それは重々承知の上でだが、一度試してみたくなった。


「スーツ スニーカー」で検索してみると、これはこれで多少の市民権は得ている様子。
検索語句の候補に、

「スーツ スニーカー ダサい」
「スーツ スニーカー おじさん」

なども出ては来るが、これらの候補は見ないフリをして…

「スーツ スニーカー オシャレ」

を選択する。

それなりに“アリ”なようだ(と、無理やり思い込む)。


ある日の会社帰り、ABCマートに立ち寄る。
あらゆるメーカーの靴を試し履きし、中でも相性の良さそうなPUMAのウォーキングシューズを購入。
出来るだけ悪目立ちしないよう、アウトソールに至るまでベルトと同色のものを選んだ。
また、営業先をスニーカーで訪ねる程の勇気は無いので、会社のデスク下には革靴を置き、外回りの時だけそれを履く生活を続けた。

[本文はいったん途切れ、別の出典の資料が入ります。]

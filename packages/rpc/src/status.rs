//! Transport status objects
//!
//! A status is what a failed call hands back across the wire: a category
//! code, a human-readable message and any number of opaque detail payloads
//! identified by type URL.

use errtrail::wire::MAX_WIRE_BYTES;
use errtrail::CodecError;
use serde::{Deserialize, Serialize};
use std::fmt;

/// Type URL of the encoded error tree detail
pub const ERROR_TYPE_URL: &str = "type.errtrail.dev/errtrail.v1.Error";

/// Type URL of the encoded hop list detail
pub const HOPS_TYPE_URL: &str = "type.errtrail.dev/errtrail.v1.Hops";

/// Largest encoded status accepted, room for both details
const MAX_STATUS_BYTES: usize = 2 * MAX_WIRE_BYTES;

/// Status categories
///
/// Carried on the wire as their numeric value.
#[derive(Debug, Clone, Copy, PartialEq, Eq, Hash, Serialize, Deserialize)]
#[serde(into = "i32", from = "i32")]
#[repr(i32)]
pub enum Code {
    /// Not an error
    Ok = 0,
    /// The caller canceled the call
    Canceled = 1,
    /// Any other failure
    Unknown = 2,
    /// The call's deadline passed before it completed
    DeadlineExceeded = 4,
}

impl Code {
    /// Category name as carried in key/values
    #[must_use]
    pub fn name(self) -> &'static str {
        match self {
            Code::Ok => "OK",
            Code::Canceled => "Canceled",
            Code::Unknown => "Unknown",
            Code::DeadlineExceeded => "DeadlineExceeded",
        }
    }

    /// Map a numeric status code, unrecognized numbers become `Unknown`
    #[must_use]
    pub fn from_i32(value: i32) -> Self {
        match value {
            0 => Code::Ok,
            1 => Code::Canceled,
            4 => Code::DeadlineExceeded,
            _ => Code::Unknown,
        }
    }
}

impl From<Code> for i32 {
    fn from(code: Code) -> Self {
        code as i32
    }
}

impl From<i32> for Code {
    fn from(value: i32) -> Self {
        Code::from_i32(value)
    }
}

impl fmt::Display for Code {
    fn fmt(&self, f: &mut fmt::Formatter<'_>) -> fmt::Result {
        f.write_str(self.name())
    }
}

/// One opaque detail payload
#[derive(Debug, Clone, PartialEq, Eq, Serialize, Deserialize)]
pub struct Detail {
    /// Identifies how `value` is encoded
    pub type_url: String,
    /// Encoded payload
    pub value: Vec<u8>,
}

/// A call outcome as seen by the transport
#[derive(Debug, Clone, PartialEq, Eq, Serialize, Deserialize)]
pub struct Status {
    /// Category
    pub code: Code,
    /// Human-readable message
    pub message: String,
    /// Attached payloads
    pub details: Vec<Detail>,
}

impl Status {
    /// Create a status without details
    #[must_use]
    pub fn new(code: Code, message: impl Into<String>) -> Self {
        Self {
            code,
            message: message.into(),
            details: Vec::new(),
        }
    }

    /// Create a canceled status
    #[must_use]
    pub fn canceled(message: impl Into<String>) -> Self {
        Self::new(Code::Canceled, message)
    }

    /// Create a deadline exceeded status
    #[must_use]
    pub fn deadline_exceeded(message: impl Into<String>) -> Self {
        Self::new(Code::DeadlineExceeded, message)
    }

    /// Create an unknown status
    #[must_use]
    pub fn unknown(message: impl Into<String>) -> Self {
        Self::new(Code::Unknown, message)
    }

    /// Attach a detail payload
    #[must_use]
    pub fn with_detail(mut self, type_url: impl Into<String>, value: Vec<u8>) -> Self {
        self.details.push(Detail {
            type_url: type_url.into(),
            value,
        });
        self
    }

    /// First detail with the given type URL
    #[must_use]
    pub fn detail(&self, type_url: &str) -> Option<&Detail> {
        self.details.iter().find(|d| d.type_url == type_url)
    }

    /// Encode to bytes for the transport
    ///
    /// # Errors
    ///
    /// Returns [`CodecError::Encode`] if bincode rejects the status.
    pub fn to_bytes(&self) -> Result<Vec<u8>, CodecError> {
        bincode::serde::encode_to_vec(self, bincode::config::standard())
            .map_err(|e| CodecError::Encode(e.to_string()))
    }

    /// Decode from transport bytes
    ///
    /// # Errors
    ///
    /// Returns [`CodecError`] if the bytes are not exactly one status.
    pub fn from_bytes(bytes: &[u8]) -> Result<Self, CodecError> {
        if bytes.len() > MAX_STATUS_BYTES {
            return Err(CodecError::Decode(format!(
                "status of {} bytes exceeds the {MAX_STATUS_BYTES} byte limit",
                bytes.len()
            )));
        }
        let config = bincode::config::standard().with_limit::<MAX_STATUS_BYTES>();
        let (status, read): (Self, usize) = bincode::serde::decode_from_slice(bytes, config)
            .map_err(|e| CodecError::Decode(e.to_string()))?;
        if read != bytes.len() {
            return Err(CodecError::TrailingBytes(bytes.len() - read));
        }
        Ok(status)
    }
}

impl fmt::Display for Status {
    fn fmt(&self, f: &mut fmt::Formatter<'_>) -> fmt::Result {
        write!(f, "status {}: {}", self.code, self.message)
    }
}

impl std::error::Error for Status {}
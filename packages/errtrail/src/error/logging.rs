//! Structured logging of error chains
//!
//! Provides env_logger-based initialisation and helpers that render an
//! error's codes, key/values and per-hop stack traces through the standard
//! `log` crate.

use super::types::Error;
use crate::{chain, hop};
use log::{debug, error, info, warn};
use std::sync::Once;

static INIT_LOGGER: Once = Once::new();

/// Logging entry points for errtrail errors
pub struct LoggingTransformer;

impl LoggingTransformer {
    /// Initialize logging system (should be called once at application startup)
    ///
    /// Configure levels via `RUST_LOG`, e.g. `RUST_LOG=errtrail_rpc=debug`.
    pub fn init() {
        INIT_LOGGER.call_once(|| {
            env_logger::Builder::from_default_env()
                .format_timestamp_micros()
                .init();

            info!("errtrail logging initialized");
        });
    }

    /// Initialize logging for test environments
    pub fn init_test() {
        let _ = env_logger::Builder::from_default_env()
            .is_test(true)
            .try_init();
    }

    /// Log a failed operation with everything the chain carries
    ///
    /// Emits one `error` record with the rendered chain, codes and
    /// key/values, then one `debug` record per hop with its stack trace.
    pub fn log_error(operation: &str, err: &Error) {
        let codes = chain::codes(err).join(",");
        let pairs = Self::format_key_values(err);
        error!("{operation} failed: {err:#} (codes: [{codes}], key_values: {{{pairs}}})");

        for (index, hop) in hop::hops(err).iter().enumerate() {
            debug!(
                "{operation} hop {index} on {}: {} frame(s), {} error(s)",
                display_binary(&hop.binary),
                hop.stack_trace.len(),
                hop.errors.len()
            );
            for frame in &hop.stack_trace {
                debug!("    {frame}");
            }
        }
    }

    /// Log an error that was handled without failing the operation
    pub fn log_recovered(operation: &str, err: &Error) {
        let pairs = Self::format_key_values(err);
        warn!("{operation} recovered from: {err} (key_values: {{{pairs}}})");
    }

    fn format_key_values(err: &Error) -> String {
        chain::key_values(err)
            .iter()
            .map(|(k, v)| format!("{k}={v}"))
            .collect::<Vec<_>>()
            .join(", ")
    }
}

fn display_binary(binary: &str) -> &str {
    if binary.is_empty() {
        "<unknown>"
    } else {
        binary
    }
}
//! Macros for error creation and handling

/// Create an error from a format string, optionally with a code
///
/// ```
/// let err = errtrail::err!(code = "quota", "used {} of {}", 11, 10);
/// assert_eq!(err.code(), "quota");
/// assert_eq!(err.to_string(), "used 11 of 10");
/// ```
#[macro_export]
macro_rules! err {
    (code = $code:expr, $($arg:tt)+) => {
        $crate::error::Error::new(format!($($arg)+), &[$crate::error::with_code($code)])
    };
    ($($arg:tt)+) => {
        $crate::error::Error::new(format!($($arg)+), &[])
    };
}

/// Return early with an error built by [`err!`]
#[macro_export]
macro_rules! bail {
    ($($arg:tt)+) => {
        return Err($crate::err!($($arg)+).into())
    };
}

/// Return early with an error unless a condition holds
#[macro_export]
macro_rules! ensure {
    ($cond:expr, $($arg:tt)+) => {
        if !$cond {
            $crate::bail!($($arg)+);
        }
    };
}
//! Error conversion for streaming calls
//!
//! The transport supplies a [`RawStream`]; the wrappers here run every send
//! and receive failure through the same conversion as unary calls, so a
//! cancellation or deadline seen mid-stream reads exactly like one seen on a
//! single call.

use crate::bridge::{from_transport_with, BoxError};
use crate::config::BridgeConfig;
use crate::context::Context;
use async_trait::async_trait;
use errtrail::Error;
use futures::stream::{self, Stream};

/// A transport's stream, one end of a streaming call
#[async_trait]
pub trait RawStream: Send {
    /// Messages this end sends
    type Outbound: Send + 'static;
    /// Messages this end receives
    type Inbound: Send + 'static;

    /// Send one message
    async fn send(&mut self, message: Self::Outbound) -> Result<(), BoxError>;

    /// Receive the next message, `None` once the peer finished
    async fn recv(&mut self) -> Result<Option<Self::Inbound>, BoxError>;
}

/// Client end of a streaming call
pub struct ClientStream<S> {
    inner: S,
    config: BridgeConfig,
}

impl<S: RawStream> ClientStream<S> {
    pub(crate) fn new(inner: S, config: BridgeConfig) -> Self {
        Self { inner, config }
    }

    /// Send one message
    ///
    /// # Errors
    ///
    /// Returns the converted transport error if the send fails.
    pub async fn send(&mut self, message: S::Outbound) -> Result<(), Error> {
        self.inner
            .send(message)
            .await
            .map_err(|e| from_transport_with(e, &self.config))
    }

    /// Receive the next message
    ///
    /// # Errors
    ///
    /// Returns the converted transport error, including the server's
    /// terminal status.
    pub async fn recv(&mut self) -> Result<Option<S::Inbound>, Error> {
        self.inner
            .recv()
            .await
            .map_err(|e| from_transport_with(e, &self.config))
    }

    /// Received messages as a `Stream`, ending after the first error
    pub fn into_stream(self) -> impl Stream<Item = Result<S::Inbound, Error>> {
        stream::unfold(Some(self), |state| async move {
            let mut this = state?;
            match this.recv().await {
                Ok(Some(message)) => Some((Ok(message), Some(this))),
                Ok(None) => None,
                Err(err) => Some((Err(err), None)),
            }
        })
    }

    /// The underlying transport stream
    pub fn into_inner(self) -> S {
        self.inner
    }
}

/// Server end of a streaming call
pub struct ServerStream<S> {
    inner: S,
    config: BridgeConfig,
    context: Context,
}

impl<S: RawStream> ServerStream<S> {
    pub(crate) fn new(inner: S, config: BridgeConfig, context: Context) -> Self {
        Self {
            inner,
            config,
            context,
        }
    }

    /// The request context unpacked from the call's metadata
    pub fn context(&self) -> &Context {
        &self.context
    }

    /// Send one message to the client
    ///
    /// # Errors
    ///
    /// Returns the converted transport error if the send fails.
    pub async fn send(&mut self, message: S::Outbound) -> Result<(), Error> {
        self.inner
            .send(message)
            .await
            .map_err(|e| from_transport_with(e, &self.config))
    }

    /// Receive the next message from the client
    ///
    /// # Errors
    ///
    /// Returns the converted transport error if the receive fails.
    pub async fn recv(&mut self) -> Result<Option<S::Inbound>, Error> {
        self.inner
            .recv()
            .await
            .map_err(|e| from_transport_with(e, &self.config))
    }
}
//! Carries errtrail errors and request key/values across RPC boundaries
//!
//! The transport itself stays outside this crate. What it provides:
//! - [`Status`] objects with opaque detail payloads
//! - Conversion of errors into statuses and back ([`to_status`],
//!   [`from_transport`]), adding a hop each time an error crosses in
//! - Cancellation and deadline sentinels mapped onto dedicated categories
//! - Client and server interceptors for single and streaming calls that
//!   move context key/values through transport metadata

pub mod bridge;
pub mod config;
pub mod context;
pub mod interceptor;
pub mod metadata;
pub mod status;
pub mod stream;

pub use bridge::{
    error_detail, from_status, from_status_with, from_transport, from_transport_with,
    hops_detail, status_code, to_status, BoxError, DetailError,
};
pub use config::{BridgeConfig, DEFAULT_METADATA_PREFIX};
pub use context::{canceled, deadline_exceeded, Context, CANCELED_CODE, DEADLINE_EXCEEDED_CODE};
pub use interceptor::{ClientInterceptor, Request, ServerInterceptor};
pub use metadata::Metadata;
pub use status::{Code, Detail, Status, ERROR_TYPE_URL, HOPS_TYPE_URL};
pub use stream::{ClientStream, RawStream, ServerStream};
//! Term and section declarations.
//!
//! Declarations say which sections exist and what header columns they
//! default to, which terms exist and in which section, how a term's value
//! is named and how its children fold into dictionaries, which names are
//! synonyms of others, and which terms inherit children from a base term.
//! They are read from declaration documents named by `Declare` rows; the
//! `metatab-latest` document is compiled into the crate.

use indexmap::IndexMap;
use serde::Serialize;
use std::collections::HashSet;

use crate::term::{normalize_term, split_term, split_term_lower, ChildPropertyType, Term};

const METATAB_LATEST: &str = include_str!("../declarations/metatab-latest.csv");

/// Declaration documents compiled into the crate, by name.
const BUILTIN_DECLARATIONS: &[(&str, &str)] = &[("metatab-latest", METATAB_LATEST)];

/// Look up a built-in declaration document by name, with or without the
/// `.csv` extension.
pub fn builtin(name: &str) -> Option<&'static str> {
    let name = name.trim().to_ascii_lowercase();
    let name = name.strip_suffix(".csv").unwrap_or(&name);
    BUILTIN_DECLARATIONS
        .iter()
        .find(|(n, _)| *n == name)
        .map(|(_, text)| *text)
}

/// A declared term.
#[derive(Debug, Clone, Default, PartialEq, Serialize)]
pub struct DeclaredTerm {
    /// Qualified name as written in the declaration.
    pub term: String,
    #[serde(skip_serializing_if = "Option::is_none")]
    pub term_value_name: Option<String>,
    #[serde(skip_serializing_if = "Option::is_none")]
    pub child_property_type: Option<ChildPropertyType>,
    #[serde(skip_serializing_if = "Option::is_none")]
    pub section: Option<String>,
    #[serde(skip_serializing_if = "Option::is_none")]
    pub synonym: Option<String>,
    #[serde(skip_serializing_if = "Option::is_none")]
    pub inherits_from: Option<String>,
    #[serde(skip_serializing_if = "Option::is_none")]
    pub value_set: Option<String>,
    /// Any other declared property (data type, description, ...), keyed by
    /// lowercased property name.
    #[serde(skip_serializing_if = "IndexMap::is_empty")]
    pub properties: IndexMap<String, String>,
}

impl DeclaredTerm {
    pub fn new(term: &str) -> Self {
        DeclaredTerm {
            term: term.trim().to_owned(),
            ..Default::default()
        }
    }

    fn with(mut self, property: &str, value: &str) -> Self {
        self.set_property(property, value);
        self
    }

    /// Set a property from a declaration child. Empty values are ignored.
    pub fn set_property(&mut self, property: &str, value: &str) {
        let value = value.trim();
        if value.is_empty() {
            return;
        }
        let owned = Some(value.to_owned());
        match property.trim().to_lowercase().as_str() {
            "termvaluename" => self.term_value_name = owned,
            "childpropertytype" => {
                self.child_property_type = Some(ChildPropertyType::from_name(value))
            }
            "section" => self.section = owned,
            "synonym" => self.synonym = owned,
            "inheritsfrom" => self.inherits_from = owned,
            "valuesetname" | "valueset" => self.value_set = owned,
            other => {
                self.properties.insert(other.to_owned(), value.to_owned());
            }
        }
    }
}

#[derive(Debug, Clone, Default, PartialEq, Serialize)]
pub struct DeclaredSection {
    pub name: String,
    /// Default header columns.
    pub args: Vec<String>,
    /// Qualified names of the terms declared in this section.
    pub terms: Vec<String>,
}

#[derive(Debug, Clone, PartialEq, Serialize)]
pub struct ValueSetEntry {
    pub value: String,
    #[serde(skip_serializing_if = "Option::is_none")]
    pub display: Option<String>,
}

/// The declaration tables of a document.
#[derive(Debug, Clone, Serialize)]
pub struct Declarations {
    terms: IndexMap<String, DeclaredTerm>,
    sections: IndexMap<String, DeclaredSection>,
    synonyms: IndexMap<String, String>,
    #[serde(skip_serializing_if = "IndexMap::is_empty")]
    value_sets: IndexMap<String, Vec<ValueSetEntry>>,
    #[serde(skip)]
    super_terms: IndexMap<String, String>,
    #[serde(skip)]
    inherited: HashSet<(String, String)>,
    #[serde(skip)]
    sources: HashSet<String>,
}

impl Default for Declarations {
    fn default() -> Self {
        Declarations::bootstrap()
    }
}

impl Declarations {
    /// Tables holding only the declarations needed to read declaration
    /// documents themselves.
    pub fn bootstrap() -> Self {
        let mut decls = Declarations {
            terms: IndexMap::new(),
            sections: IndexMap::new(),
            synonyms: IndexMap::new(),
            value_sets: IndexMap::new(),
            super_terms: IndexMap::new(),
            inherited: HashSet::new(),
            sources: HashSet::new(),
        };
        let seed = [
            DeclaredTerm::new("Root.Section").with("termvaluename", "name"),
            DeclaredTerm::new("Root.Synonym")
                .with("termvaluename", "term")
                .with("childpropertytype", "sequence"),
            DeclaredTerm::new("Root.DeclareTerm")
                .with("termvaluename", "term")
                .with("childpropertytype", "sequence"),
            DeclaredTerm::new("Root.DeclareSection")
                .with("termvaluename", "section")
                .with("childpropertytype", "sequence"),
            DeclaredTerm::new("Root.DeclareValueSet")
                .with("termvaluename", "name")
                .with("childpropertytype", "sequence"),
            DeclaredTerm::new("DeclareValueSet.Value")
                .with("termvaluename", "value")
                .with("childpropertytype", "sequence"),
        ];
        for t in seed {
            decls.terms.insert(normalize_term(&t.term), t);
        }
        decls.declare_section("Root", &[]);
        decls.declare_section(
            "DeclaredTerms",
            &["TermValueName", "ChildPropertyType", "Section"],
        );
        decls.declare_section("DeclaredSections", &[]);
        decls
    }

    pub fn terms(&self) -> &IndexMap<String, DeclaredTerm> {
        &self.terms
    }

    pub fn sections(&self) -> &IndexMap<String, DeclaredSection> {
        &self.sections
    }

    /// Synonym table: lowercased qualified name to canonical name as written.
    pub fn synonyms(&self) -> &IndexMap<String, String> {
        &self.synonyms
    }

    pub fn value_sets(&self) -> &IndexMap<String, Vec<ValueSetEntry>> {
        &self.value_sets
    }

    pub fn term(&self, name: &str) -> Option<&DeclaredTerm> {
        self.terms.get(&normalize_term(name))
    }

    pub fn section(&self, name: &str) -> Option<&DeclaredSection> {
        self.sections.get(&name.trim().to_lowercase())
    }

    /// Default header columns of a declared section; empty when undeclared.
    pub fn section_args(&self, name: &str) -> Vec<String> {
        self.section(name).map(|s| s.args.clone()).unwrap_or_default()
    }

    /// Canonical name for a lowercased qualified name, if it is a synonym.
    pub fn synonym_for(&self, join_lc: &str) -> Option<&str> {
        self.synonyms.get(join_lc).map(String::as_str)
    }

    pub fn value_set_for(&self, term: &str) -> Option<&[ValueSetEntry]> {
        let set = self.term(term)?.value_set.as_ref()?;
        self.value_sets
            .get(&set.to_lowercase())
            .map(|v| v.as_slice())
    }

    /// Declare or redeclare a section. Redeclaring replaces the default
    /// headers but keeps the section's term list.
    pub fn declare_section(&mut self, name: &str, args: &[&str]) {
        let args: Vec<String> = args
            .iter()
            .map(|a| a.trim())
            .filter(|a| !a.is_empty())
            .map(str::to_owned)
            .collect();
        let entry = self
            .sections
            .entry(name.trim().to_lowercase())
            .or_insert_with(|| DeclaredSection {
                name: name.trim().to_owned(),
                ..Default::default()
            });
        entry.args = args;
    }

    pub fn add_synonym(&mut self, term: &str, canonical: &str) {
        self.synonyms
            .insert(normalize_term(term), canonical.trim().to_owned());
    }

    pub fn add_value(&mut self, set: &str, value: &str, display: Option<&str>) {
        self.value_sets
            .entry(set.trim().to_lowercase())
            .or_default()
            .push(ValueSetEntry {
                value: value.trim().to_owned(),
                display: display
                    .map(str::trim)
                    .filter(|d| !d.is_empty())
                    .map(str::to_owned),
            });
    }

    /// Add a fully staged term declaration.
    ///
    /// # Errors
    ///
    /// Returns a message when the declared section does not exist, or when
    /// `InheritsFrom` names an undeclared base or is used without a section.
    /// Nothing is added in that case.
    pub fn commit_term(&mut self, decl: DeclaredTerm) -> Result<(), String> {
        if decl.term.is_empty() {
            return Err("DeclareTerm has no term name".to_owned());
        }
        let key = normalize_term(&decl.term);
        let section_key = decl.section.as_ref().map(|s| s.to_lowercase());
        if let (Some(section), Some(section_key)) = (&decl.section, &section_key) {
            if !self.sections.contains_key(section_key) {
                return Err(format!(
                    "term '{}' is declared in section '{}', which has not been declared",
                    decl.term, section
                ));
            }
        }
        let base_key = match &decl.inherits_from {
            Some(base) => {
                if section_key.is_none() {
                    return Err(format!(
                        "term '{}' must specify a section to use InheritsFrom",
                        decl.term
                    ));
                }
                let base_key = normalize_term(base);
                if !self.terms.contains_key(&base_key) {
                    return Err(format!(
                        "term '{}' inherits from '{}', which has not been declared",
                        decl.term, base
                    ));
                }
                Some(base_key)
            }
            None => None,
        };

        if let Some(synonym) = &decl.synonym {
            self.synonyms.insert(key.clone(), synonym.clone());
        }
        if let Some(section_key) = &section_key {
            self.add_to_section(section_key, &decl.term);
        }
        let derived_record = split_term(&decl.term).1;
        self.terms.insert(key.clone(), decl);

        if let (Some(base_key), Some(section_key)) = (base_key, section_key) {
            self.inherit_children(&key, &derived_record, &base_key, &section_key);
        }
        Ok(())
    }

    fn add_to_section(&mut self, section_key: &str, term: &str) {
        if let Some(section) = self.sections.get_mut(section_key) {
            let exists = section.terms.iter().any(|t| t.eq_ignore_ascii_case(term));
            if !exists {
                section.terms.push(term.to_owned());
            }
        }
    }

    /// Copy each `Base.Child` declaration to `Derived.Child`, without
    /// overriding explicit declarations.
    fn inherit_children(
        &mut self,
        derived_key: &str,
        derived_record: &str,
        base_key: &str,
        section_key: &str,
    ) {
        if derived_key == base_key
            || !self
                .inherited
                .insert((derived_key.to_owned(), base_key.to_owned()))
        {
            return;
        }
        self.super_terms
            .insert(derived_key.to_owned(), base_key.to_owned());

        let base_record = split_term_lower(base_key).1;
        let inherited: Vec<DeclaredTerm> = self
            .terms
            .values()
            .filter(|t| split_term_lower(&t.term).0 == base_record)
            .cloned()
            .collect();
        for mut child in inherited {
            let child_record = split_term(&child.term).1;
            let name = format!("{}.{}", derived_record, child_record);
            let key = normalize_term(&name);
            if self.terms.contains_key(&key) {
                continue;
            }
            child.term = name.clone();
            child.inherits_from = None;
            child.section = self.sections.get(section_key).map(|s| s.name.clone());
            self.add_to_section(section_key, &name);
            self.terms.insert(key, child);
        }
    }

    /// Map each base term to every term that inherits from it, directly or
    /// through another derived term.
    pub fn derived_terms(&self) -> IndexMap<String, Vec<String>> {
        let mut out: IndexMap<String, Vec<String>> = IndexMap::new();
        for derived in self.super_terms.keys() {
            let mut seen = HashSet::new();
            let mut current = derived.as_str();
            while let Some(base) = self.super_terms.get(current) {
                if !seen.insert(base.as_str()) {
                    break;
                }
                out.entry(base.clone()).or_default().push(derived.clone());
                current = base.as_str();
            }
        }
        out
    }

    /// True when `term` is `base` or inherits from it.
    pub fn is_kind_of(&self, term: &str, base: &str) -> bool {
        let base = normalize_term(base);
        let mut current = normalize_term(term);
        let mut seen = HashSet::new();
        loop {
            if current == base {
                return true;
            }
            if !seen.insert(current.clone()) {
                return false;
            }
            match self.super_terms.get(&current) {
                Some(next) => current = next.clone(),
                None => return false,
            }
        }
    }

    /// Set a parsed term's value name, child folding rule and validity.
    pub fn decorate(&self, term: &mut Term, default_value_name: &str) {
        match self.terms.get(&term.join_lc()) {
            Some(decl) => {
                term.term_value_name = decl
                    .term_value_name
                    .clone()
                    .unwrap_or_else(|| default_value_name.to_owned());
                term.child_property_type = decl.child_property_type.unwrap_or_default();
                term.valid = Some(true);
            }
            None => {
                term.term_value_name = default_value_name.to_owned();
                term.child_property_type = ChildPropertyType::Any;
                term.valid = Some(false);
            }
        }
    }

    /// Record that a declaration source has been processed. Returns false
    /// when it already had been.
    pub(crate) fn mark_loaded(&mut self, key: &str) -> bool {
        self.sources.insert(key.to_owned())
    }

    pub(crate) fn loaded_sources(&self) -> impl Iterator<Item = &String> {
        self.sources.iter()
    }

    /// `{terms, sections, synonyms}` as JSON.
    pub fn to_json(&self) -> serde_json::Value {
        serde_json::to_value(self).unwrap_or(serde_json::Value::Null)
    }
}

この作戦により得られたものは、あまりにも大きかった。
さすがウォーキングシューズ、歩くことに特化している。

通勤中の朝夜合計約2時間をスニーカーに変えただけで、体、特に足の疲労感は激減した。
作戦初日の夜には効果を実感できるレベル。

そして履く時間が減った革靴は、(当然と言えば当然だが)かかとの減りも緩和され、アッパー等の劣化も緩やかになった。

僕の持っている革靴はスニーカーよりも高価なので、これは嬉しい副次効果。
おかげで牛丼に半熟卵を付けても余裕な経済力が生まれた。
いずれは差額貯金で御殿が建ち、スポーツカーを複数台所有することになると踏んでいる。


気を付けながらとはいえ、寄り道をする機会も徐々に増え始めた。
そんな日は「人と会う」という目的がある以上革靴のまま退勤し目的地へと向かうが、何もない日はスニーカーで帰路につく。

「オシャレは足元から」「誰も見ていないからといって気を抜くな」「コーディネートを舐めるな」等の賛否両論(“否”しか思い浮かばないが)はあるだろうが、何事も体が資本。
連日飲み歩く日が来ない限りは、このスタイルを貫こうと思っている。

困りごとの解決方法は存外、足元に転がっているようだ。